In lieu of an abstract, here is a brief excerpt of the content:

Reviewed by:
  • The City and the Stage: Performance, Genre, and Gender in Plato’s Laws by Marcus Folch
  • Pauline A. Leven
Marcus Folch. The City and the Stage: Performance, Genre, and Gender in Plato’s Laws. New York: Oxford University Press, 2015. Pp. 392. $74.00. ISBN 978-0-19-026617-2.

Long neglected as a scarecrow among Plato’s works, the Laws—his longest, last, and unfinished dialogue that presents the fantasy of the second-best city, Magnesia—has received much scholarly attention in recent years, and Folch’s book completes a trio of sophisticated studies on the work (along with A.-E. Peponi [ed.], Performance and Culture in Plato’s Laws [Cambridge 2013] and L. Prauscello, Performing Citizenship in Plato’s Laws [Cambridge 2014]). As its title indicates, the monograph focuses on “the city and the stage” in Plato’s Laws, that is, on the relationship between politics and performance, the latter understood in two ways: as the practice of mousikê (music, song, and dance) on the one hand, and on the other, as the enactment of sociopolitical identities through speech acts.

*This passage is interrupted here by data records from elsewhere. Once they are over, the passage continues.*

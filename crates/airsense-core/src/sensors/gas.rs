//! Resistive gas sensor: baseline calibration and Rs/R0 estimation
//!
//! The sensor element sits on the high side of a voltage divider with a fixed
//! load resistor to ground, and the ADC samples the midpoint. Sensor
//! resistance follows from the divider equation:
//!
//! ```text
//! Vout = Vcc * raw / adc_max
//! Rs   = RL * (Vcc - Vout) / Vout = RL * (adc_max - raw) / raw
//! ```
//!
//! Calibration averages Rs over a burst of samples in clean air to get the
//! baseline R0; every later measurement reports Rs / R0.

use core::fmt;

use embedded_hal::delay::DelayNs;
use log::{debug, error, info, warn};
use thiserror_no_std::Error;

use super::{
    AnalogInput, AnalogPin, ConcentrationCurve, Sensor, SensorError, SensorKind, SensorReadings,
    round_to_i32,
};
use crate::config::GasSensorConfig;

const SENSOR_NAME: &str = SensorKind::GroveGas.name();

#[derive(Error, Debug, Clone, Copy, PartialEq, Eq)]
pub enum GasSensorError<E: fmt::Debug> {
    #[error("calibration failed: no usable sample out of {attempted}")]
    CalibrationFailed { attempted: u16 },
    #[error("baseline resistance is zero or invalid; calibrate before measuring")]
    DivideByZero,
    #[error("analog input railed at {raw}")]
    Railed { raw: u16 },
    #[error("analog read failed on pin {pin}: {cause:?}")]
    HardwareRead { pin: AnalogPin, cause: E },
}

impl<E: fmt::Debug> From<GasSensorError<E>> for SensorError {
    fn from(err: GasSensorError<E>) -> Self {
        match err {
            GasSensorError::CalibrationFailed { attempted } => SensorError::CalibrationFailed {
                sensor: SENSOR_NAME,
                attempted,
            },
            GasSensorError::DivideByZero => SensorError::DivideByZero {
                sensor: SENSOR_NAME,
            },
            GasSensorError::Railed { .. } => SensorError::ReadFailed {
                sensor: SENSOR_NAME,
                operation: "measure",
                details: "analog input railed",
            },
            GasSensorError::HardwareRead { .. } => SensorError::ReadFailed {
                sensor: SENSOR_NAME,
                operation: "analog read",
                details: "ADC conversion fault",
            },
        }
    }
}

/// Divider transfer function from raw ADC counts to sensor resistance.
#[derive(Debug, Clone, Copy, PartialEq)]
pub struct TransferFunction {
    supply_voltage: f32,
    load_resistance_ohms: f32,
    adc_max: u16,
}

impl TransferFunction {
    pub const fn new(supply_voltage: f32, load_resistance_ohms: f32, adc_max: u16) -> Self {
        Self {
            supply_voltage,
            load_resistance_ohms,
            adc_max,
        }
    }

    pub const fn supply_voltage(&self) -> f32 {
        self.supply_voltage
    }

    pub const fn load_resistance_ohms(&self) -> f32 {
        self.load_resistance_ohms
    }

    pub const fn adc_max(&self) -> u16 {
        self.adc_max
    }

    /// Divider midpoint voltage for a raw sample
    pub fn voltage(&self, raw: u16) -> f32 {
        raw as f32 / self.adc_max as f32 * self.supply_voltage
    }

    /// A sample pinned to either rail carries no resistance information.
    pub const fn is_railed(&self, raw: u16) -> bool {
        raw == 0 || raw >= self.adc_max
    }

    /// Sensor resistance in ohms.
    ///
    /// Written in count space so the supply voltage cancels; `raw == 0` gives
    /// `+inf` and `raw >= adc_max` gives `0.0`.
    pub fn resistance(&self, raw: u16) -> f32 {
        if raw >= self.adc_max {
            return 0.0;
        }
        if raw == 0 {
            return f32::INFINITY;
        }
        self.load_resistance_ohms * (self.adc_max - raw) as f32 / raw as f32
    }
}

/// Calibration and measurement routine for one resistive gas sensor.
#[derive(Debug, Clone, Copy, PartialEq)]
pub struct GasSensorEstimator {
    transfer: TransferFunction,
    sample_delay_ms: u32,
}

impl GasSensorEstimator {
    pub const fn new(transfer: TransferFunction, sample_delay_ms: u32) -> Self {
        Self {
            transfer,
            sample_delay_ms,
        }
    }

    pub const fn from_config(config: &GasSensorConfig) -> Self {
        Self::new(config.transfer_function(), config.sample_delay_ms)
    }

    pub const fn transfer(&self) -> &TransferFunction {
        &self.transfer
    }

    /// Average the sensor resistance over `iterations` samples.
    ///
    /// Samples pinned to a rail are left out of the mean. If none are usable
    /// (or `iterations` is zero) the baseline would be 0 or infinite, so the
    /// call fails with [`GasSensorError::CalibrationFailed`]. An ADC fault
    /// aborts immediately and is returned as-is.
    pub fn calibrate<A, D>(
        &self,
        adc: &mut A,
        delay: &mut D,
        pin: AnalogPin,
        iterations: u16,
    ) -> Result<f32, GasSensorError<A::Error>>
    where
        A: AnalogInput,
        D: DelayNs,
    {
        let mut sum = 0.0_f32;
        let mut usable: u16 = 0;

        for i in 0..iterations {
            if i > 0 {
                delay.delay_ms(self.sample_delay_ms);
            }

            let raw = self.sample(adc, pin)?;
            if self.transfer.is_railed(raw) {
                warn!("{}: calibration sample {} railed at {}", SENSOR_NAME, i, raw);
                continue;
            }

            let resistance = self.transfer.resistance(raw);
            debug!(
                "{}: calibration sample {} raw={} rs={} ohm",
                SENSOR_NAME, i, raw, resistance
            );
            sum += resistance;
            usable += 1;
        }

        if usable == 0 {
            error!(
                "{}: calibration produced no usable sample ({} attempted)",
                SENSOR_NAME, iterations
            );
            return Err(GasSensorError::CalibrationFailed {
                attempted: iterations,
            });
        }

        let r0 = sum / usable as f32;
        info!(
            "{}: calibrated R0={} ohm from {}/{} samples",
            SENSOR_NAME, r0, usable, iterations
        );
        Ok(r0)
    }

    /// Rs / R0 for a single fresh sample.
    ///
    /// Fails fast with [`GasSensorError::DivideByZero`] when `r0` is zero,
    /// negative or not finite, before touching the ADC. A sample pinned to
    /// either rail has no meaningful ratio and fails with
    /// [`GasSensorError::Railed`].
    pub fn measure<A>(
        &self,
        adc: &mut A,
        pin: AnalogPin,
        r0: f32,
    ) -> Result<f32, GasSensorError<A::Error>>
    where
        A: AnalogInput,
    {
        if !is_valid_baseline(r0) {
            error!("{}: measure called without a valid baseline ({})", SENSOR_NAME, r0);
            return Err(GasSensorError::DivideByZero);
        }

        let raw = self.sample(adc, pin)?;
        if self.transfer.is_railed(raw) {
            error!("{}: measurement railed at {}", SENSOR_NAME, raw);
            return Err(GasSensorError::Railed { raw });
        }

        let ratio = self.transfer.resistance(raw) / r0;
        debug!("{}: raw={} ratio={}", SENSOR_NAME, raw, ratio);
        Ok(ratio)
    }

    fn sample<A: AnalogInput>(
        &self,
        adc: &mut A,
        pin: AnalogPin,
    ) -> Result<u16, GasSensorError<A::Error>> {
        adc.read_raw(pin).map_err(|cause| {
            error!("{}: analog read on {} failed: {:?}", SENSOR_NAME, pin, cause);
            GasSensorError::HardwareRead { pin, cause }
        })
    }
}

/// Calibration phase of a gas sensor. The only way into `Calibrated` is a
/// successful calibration (or restoring a known baseline).
#[derive(Debug, Clone, Copy, PartialEq, Default)]
pub enum Calibration {
    #[default]
    Uncalibrated,
    Calibrated { r0_ohms: f32 },
}

impl Calibration {
    /// Baseline used for measurement; 0 while uncalibrated.
    pub const fn r0(&self) -> f32 {
        match self {
            Self::Uncalibrated => 0.0,
            Self::Calibrated { r0_ohms } => *r0_ohms,
        }
    }

    pub const fn is_calibrated(&self) -> bool {
        matches!(self, Self::Calibrated { .. })
    }
}

/// Typed readings from the gas sensor.
#[derive(Debug, Clone, Copy, PartialEq, Eq)]
pub struct GasReadings {
    /// Rs / R0 scaled by 1000
    pub ratio_milli: i32,
    /// Estimated concentration on the configured curve
    pub ppm: i32,
}

impl GasReadings {
    /// Stored in place of a ratio that is NaN or infinite
    pub const NO_RATIO: i32 = i32::MIN;

    pub fn from_ratio(ratio: f32, curve: &ConcentrationCurve) -> Self {
        if !ratio.is_finite() {
            return Self {
                ratio_milli: Self::NO_RATIO,
                ppm: 0,
            };
        }
        Self {
            ratio_milli: round_to_i32(ratio * 1000.0),
            ppm: round_to_i32(curve.estimate_ppm(ratio).unwrap_or(0.0)),
        }
    }

    pub const fn has_ratio(&self) -> bool {
        self.ratio_milli != Self::NO_RATIO
    }

    pub(crate) const fn from_values(values: &super::SensorValues) -> Self {
        Self {
            ratio_milli: values.get(super::GAS_RATIO),
            ppm: values.get(super::GAS_PPM),
        }
    }

    pub fn ratio(&self) -> f32 {
        self.ratio_milli as f32 / 1000.0
    }
}

impl SensorReadings<2> for GasReadings {
    fn to_array(self) -> [i32; 2] {
        [self.ratio_milli, self.ppm]
    }
}

fn is_valid_baseline(r0_ohms: f32) -> bool {
    r0_ohms.is_finite() && r0_ohms > 0.0
}

/// Grove carrier board with an MQ-9 element on an analog pin.
///
/// Owns its ADC handle, the delay used between calibration samples and the
/// calibration state, so no baseline lives outside the sensor object.
pub struct GroveGasSensor<A, D> {
    adc: A,
    delay: D,
    estimator: GasSensorEstimator,
    pin: AnalogPin,
    iterations: u16,
    curve: ConcentrationCurve,
    calibration: Calibration,
}

impl<A: AnalogInput, D: DelayNs> GroveGasSensor<A, D> {
    pub fn new(adc: A, delay: D, config: &GasSensorConfig) -> Self {
        Self {
            adc,
            delay,
            estimator: GasSensorEstimator::from_config(config),
            pin: config.pin(),
            iterations: config.calibration_iterations,
            curve: ConcentrationCurve::default(),
            calibration: Calibration::Uncalibrated,
        }
    }

    pub fn with_curve(mut self, curve: ConcentrationCurve) -> Self {
        self.curve = curve;
        self
    }

    /// Run (or re-run) baseline calibration.
    ///
    /// A failed attempt leaves the previous calibration in place.
    pub fn calibrate(&mut self) -> Result<f32, GasSensorError<A::Error>> {
        let r0 = self.estimator.calibrate(
            &mut self.adc,
            &mut self.delay,
            self.pin,
            self.iterations,
        )?;
        self.calibration = Calibration::Calibrated { r0_ohms: r0 };
        Ok(r0)
    }

    /// Adopt a baseline measured earlier, e.g. one kept across a warm reboot.
    ///
    /// Zero, negative and non-finite values are refused.
    pub fn restore_baseline(&mut self, r0_ohms: f32) -> bool {
        if !is_valid_baseline(r0_ohms) {
            warn!("{}: refusing baseline {}", SENSOR_NAME, r0_ohms);
            return false;
        }
        self.calibration = Calibration::Calibrated { r0_ohms };
        true
    }

    pub fn calibration(&self) -> Calibration {
        self.calibration
    }

    /// R0 in ohms once calibrated
    pub fn baseline(&self) -> Option<f32> {
        match self.calibration {
            Calibration::Calibrated { r0_ohms } => Some(r0_ohms),
            Calibration::Uncalibrated => None,
        }
    }

    /// Current Rs / R0.
    pub fn ratio(&mut self) -> Result<f32, GasSensorError<A::Error>> {
        self.estimator
            .measure(&mut self.adc, self.pin, self.calibration.r0())
    }

    pub fn curve(&self) -> &ConcentrationCurve {
        &self.curve
    }

    pub fn pin(&self) -> AnalogPin {
        self.pin
    }
}

impl<A: AnalogInput, D: DelayNs> Sensor<2> for GroveGasSensor<A, D> {
    type Readings = GasReadings;

    fn read(&mut self) -> Result<GasReadings, SensorError> {
        let ratio = self.ratio()?;
        Ok(GasReadings::from_ratio(ratio, &self.curve))
    }
}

The book is organized as a triptych, with two chapters in each of the three parts. After a helpful guide to the Laws in the introduction, chapters 1 and 2 consider performance and the extent to which it is “the fulcrum in a reconceptualization of the ideal political community” (2). Chapters 3 and 4 examine poetic genres (the ideal and more subversive types of song to be admitted in Magnesia). Chapters 5 and 6 focus on gender (Plato’s programmatic views on the role mousikê plays in women’s lives and in their integration into city governance). The epilogue provides a lucid recapitulation of the themes examined, and readers will want to refer to it for a précis of the book’s argument.

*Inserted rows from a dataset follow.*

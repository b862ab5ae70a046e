//! Hardware-independent core library for airsense
//!
//! This crate contains the platform-agnostic logic for the airsense
//! multi-sensor environment board: sensor trait definitions, the resistive
//! gas sensor calibration and ratio estimator, per-sensor sampling schedule,
//! reading summaries, error reporting and the display pages.
//!
//! It is `#![no_std]` with `extern crate alloc` so it compiles on both
//! embedded targets and desktop hosts (for the simulator and tests).

#![no_std]

extern crate alloc;

pub mod config;
pub mod pages;
pub mod report;
pub mod sampling;
pub mod sensors;
pub mod station;
pub mod summary;
pub mod ui;

#[cfg(test)]
mod testing;

pub use config::{BoardConfig, ConfigError, GasSensorConfig, SamplingConfig};
pub use report::{ErrorReport, ErrorReporter, LogReporter, ScreenReporter};
pub use sampling::SamplingSchedule;
pub use sensors::{
    AnalogInput, AnalogPin, GasSensorError, GasSensorEstimator, GroveGasSensor, Sensor,
    SensorError, SensorKind, SensorValues, TransferFunction,
};
pub use station::{PollReport, Station, StationState};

Three key Greek words, all with a musical valence, can provide a roadmap for reading Folch’s study. The first is, simply, nomos, the noun meaning both law and a kind of song performed to the kithara. This homophony at the heart of Plato’s work is also the central concern of the book. While investigating Plato’s program of laws (nomoi), Folch also provides a nuanced interpretation of Plato’s attitude towards contemporary Athenian performance culture (and its musical nomoi): for Folch, Plato’s critique is not so much a straightforward rejection of [End Page 268] Athenian theatrocracy as a revision of some of its tenets in the light of moral philosophy.

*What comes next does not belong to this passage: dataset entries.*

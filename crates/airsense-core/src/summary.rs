//! One-line human readable summaries of the latest readings
//!
//! These are owned, fixed-capacity strings so they can be handed to the
//! display or a log line without borrowing sensor state.

use core::fmt::Write;

use heapless::String;

use crate::sensors::{
    GasReadings, Qmp6988Readings, SensorKind, SensorValues, Sgp30Readings, Sht30Readings,
};

/// Longest summary line, in bytes
pub const SUMMARY_CAPACITY: usize = 48;

pub type Summary = String<SUMMARY_CAPACITY>;

// Every format below fits SUMMARY_CAPACITY for in-range values. A value that
// does not fit leaves the line truncated rather than failing the caller.
fn render(args: core::fmt::Arguments<'_>) -> Summary {
    let mut line = Summary::new();
    if line.write_fmt(args).is_err() {
        log::warn!("summary line truncated at {} bytes", SUMMARY_CAPACITY);
    }
    line
}

pub fn sht30_summary(readings: &Sht30Readings) -> Summary {
    render(format_args!(
        "T: {:.2} C  H: {:.2} %",
        readings.temperature_celsius(),
        readings.humidity_percent()
    ))
}

pub fn qmp6988_summary(readings: &Qmp6988Readings) -> Summary {
    render(format_args!(
        "P: {:.2} hPa  T: {:.2} C",
        readings.pressure_hpa(),
        readings.temperature_celsius()
    ))
}

pub fn sgp30_summary(readings: &Sgp30Readings) -> Summary {
    render(format_args!(
        "TVOC: {} ppb  eCO2: {} ppm",
        readings.tvoc_ppb, readings.eco2_ppm
    ))
}

/// Gas sensor line from a raw Rs / R0 ratio.
pub fn mq9_summary(ratio: f32) -> Summary {
    if ratio.is_finite() {
        render(format_args!("Rs/R0: {:.3}", ratio))
    } else {
        render(format_args!("Rs/R0: --"))
    }
}

/// Gas sensor line including the concentration estimate.
pub fn gas_summary(readings: &GasReadings) -> Summary {
    if !readings.has_ratio() {
        return mq9_summary(f32::NAN);
    }
    render(format_args!(
        "Rs/R0: {:.3}  CO: {} ppm",
        readings.ratio(),
        readings.ppm
    ))
}

impl SensorValues {
    /// Summary of the stored sample for `kind`; `"<NAME>: --"` until the
    /// sensor has been read once.
    pub fn summary(&self, kind: SensorKind) -> Summary {
        if !self.has(kind) {
            return render(format_args!("{}: --", kind.name()));
        }

        match kind {
            SensorKind::Sht30 => sht30_summary(&Sht30Readings::from_values(self)),
            SensorKind::Qmp6988 => qmp6988_summary(&Qmp6988Readings::from_values(self)),
            SensorKind::Sgp30 => sgp30_summary(&Sgp30Readings::from_values(self)),
            SensorKind::GroveGas => gas_summary(&GasReadings::from_values(self)),
        }
    }
}

#[cfg(test)]
mod tests {
    use super::*;
    use crate::sensors::{GasIndexed, Sht30Indexed};
    use crate::testing::ScriptedSensor;

    #[test]
    fn test_sht30_line() {
        let readings = Sht30Readings {
            temperature_milli_celsius: 23_450,
            humidity_milli_percent: 51_200,
        };
        assert_eq!(sht30_summary(&readings).as_str(), "T: 23.45 C  H: 51.20 %");
    }

    #[test]
    fn test_negative_temperature() {
        let readings = Sht30Readings {
            temperature_milli_celsius: -5_250,
            humidity_milli_percent: 80_000,
        };
        assert_eq!(sht30_summary(&readings).as_str(), "T: -5.25 C  H: 80.00 %");
    }

    #[test]
    fn test_qmp6988_line() {
        let readings = Qmp6988Readings {
            pressure_pa: 101_325,
            temperature_milli_celsius: 23_100,
        };
        assert_eq!(
            qmp6988_summary(&readings).as_str(),
            "P: 1013.25 hPa  T: 23.10 C"
        );
    }

    #[test]
    fn test_sgp30_line() {
        let readings = Sgp30Readings {
            tvoc_ppb: 12,
            eco2_ppm: 400,
        };
        assert_eq!(sgp30_summary(&readings).as_str(), "TVOC: 12 ppb  eCO2: 400 ppm");
    }

    #[test]
    fn test_mq9_line() {
        assert_eq!(mq9_summary(1.002).as_str(), "Rs/R0: 1.002");
        assert_eq!(mq9_summary(f32::INFINITY).as_str(), "Rs/R0: --");
        assert_eq!(mq9_summary(f32::NAN).as_str(), "Rs/R0: --");
    }

    #[test]
    fn test_gas_line_with_estimate() {
        let readings = GasReadings {
            ratio_milli: 150,
            ppm: 312,
        };
        assert_eq!(gas_summary(&readings).as_str(), "Rs/R0: 0.150  CO: 312 ppm");
    }

    #[test]
    fn test_gas_line_without_ratio() {
        let readings = GasReadings::from_ratio(f32::INFINITY, &Default::default());
        assert_eq!(gas_summary(&readings).as_str(), "Rs/R0: --");
    }

    #[test]
    fn test_gas_line_with_huge_finite_ratio_saturates() {
        let readings = GasReadings {
            ratio_milli: i32::MAX,
            ppm: 0,
        };
        assert!(gas_summary(&readings).starts_with("Rs/R0: 2147483.6"));
    }

    #[test]
    fn test_unread_sensor_shows_placeholder() {
        let values = SensorValues::new();
        assert_eq!(values.summary(SensorKind::Sht30).as_str(), "SHT30: --");
        assert_eq!(values.summary(SensorKind::GroveGas).as_str(), "MQ9: --");
    }

    #[test]
    fn test_summary_reads_stored_sample() {
        let mut values = SensorValues::new();
        let mut sht = Sht30Indexed::from(ScriptedSensor::always(Sht30Readings {
            temperature_milli_celsius: 21_000,
            humidity_milli_percent: 45_500,
        }));
        sht.read_into(&mut values).unwrap();
        values.mark_fresh(SensorKind::Sht30);

        let mut gas = GasIndexed::from(ScriptedSensor::always(GasReadings {
            ratio_milli: 998,
            ppm: 0,
        }));
        gas.read_into(&mut values).unwrap();
        values.mark_fresh(SensorKind::GroveGas);

        assert_eq!(
            values.summary(SensorKind::Sht30).as_str(),
            "T: 21.00 C  H: 45.50 %"
        );
        assert_eq!(
            values.summary(SensorKind::GroveGas).as_str(),
            "Rs/R0: 0.998  CO: 0 ppm"
        );
        assert_eq!(values.summary(SensorKind::Sgp30).as_str(), "SGP30: --");
    }

    #[test]
    fn test_summaries_fit_capacity_at_extremes() {
        let readings = Sht30Readings {
            temperature_milli_celsius: i32::MIN,
            humidity_milli_percent: i32::MIN,
        };
        assert!(sht30_summary(&readings).len() <= SUMMARY_CAPACITY);
    }
}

The second key term is symphonia (consonance), which plays a crucial role both at the level of the soul and that of the city. Through appropriate choral performance, the soul, conceptualized in the Laws as a marvelous marionette, can receive the right kind of habituation to pleasure and thereby achieve symphonia between its passionate and rational parts. This political psychology is complemented by precepts about musical sociology: symphonia refers to the social concord between different age groups and classes of citizens (only aliens perform, citizens judge). The last level at which symphonia operates is between the text of the Laws and the city it imagines. As the last sentence of the book explains: “as the Platonic dialogue invents itself as a literary genre by bringing diverse genres and discourses into contact, the second-best city and the performance culture it envisages are shaped in a consonance of fourth-century poetry and Plato’s philosophy, refashioned to harmonize with the cosmos and the celestial order it evinces” (313).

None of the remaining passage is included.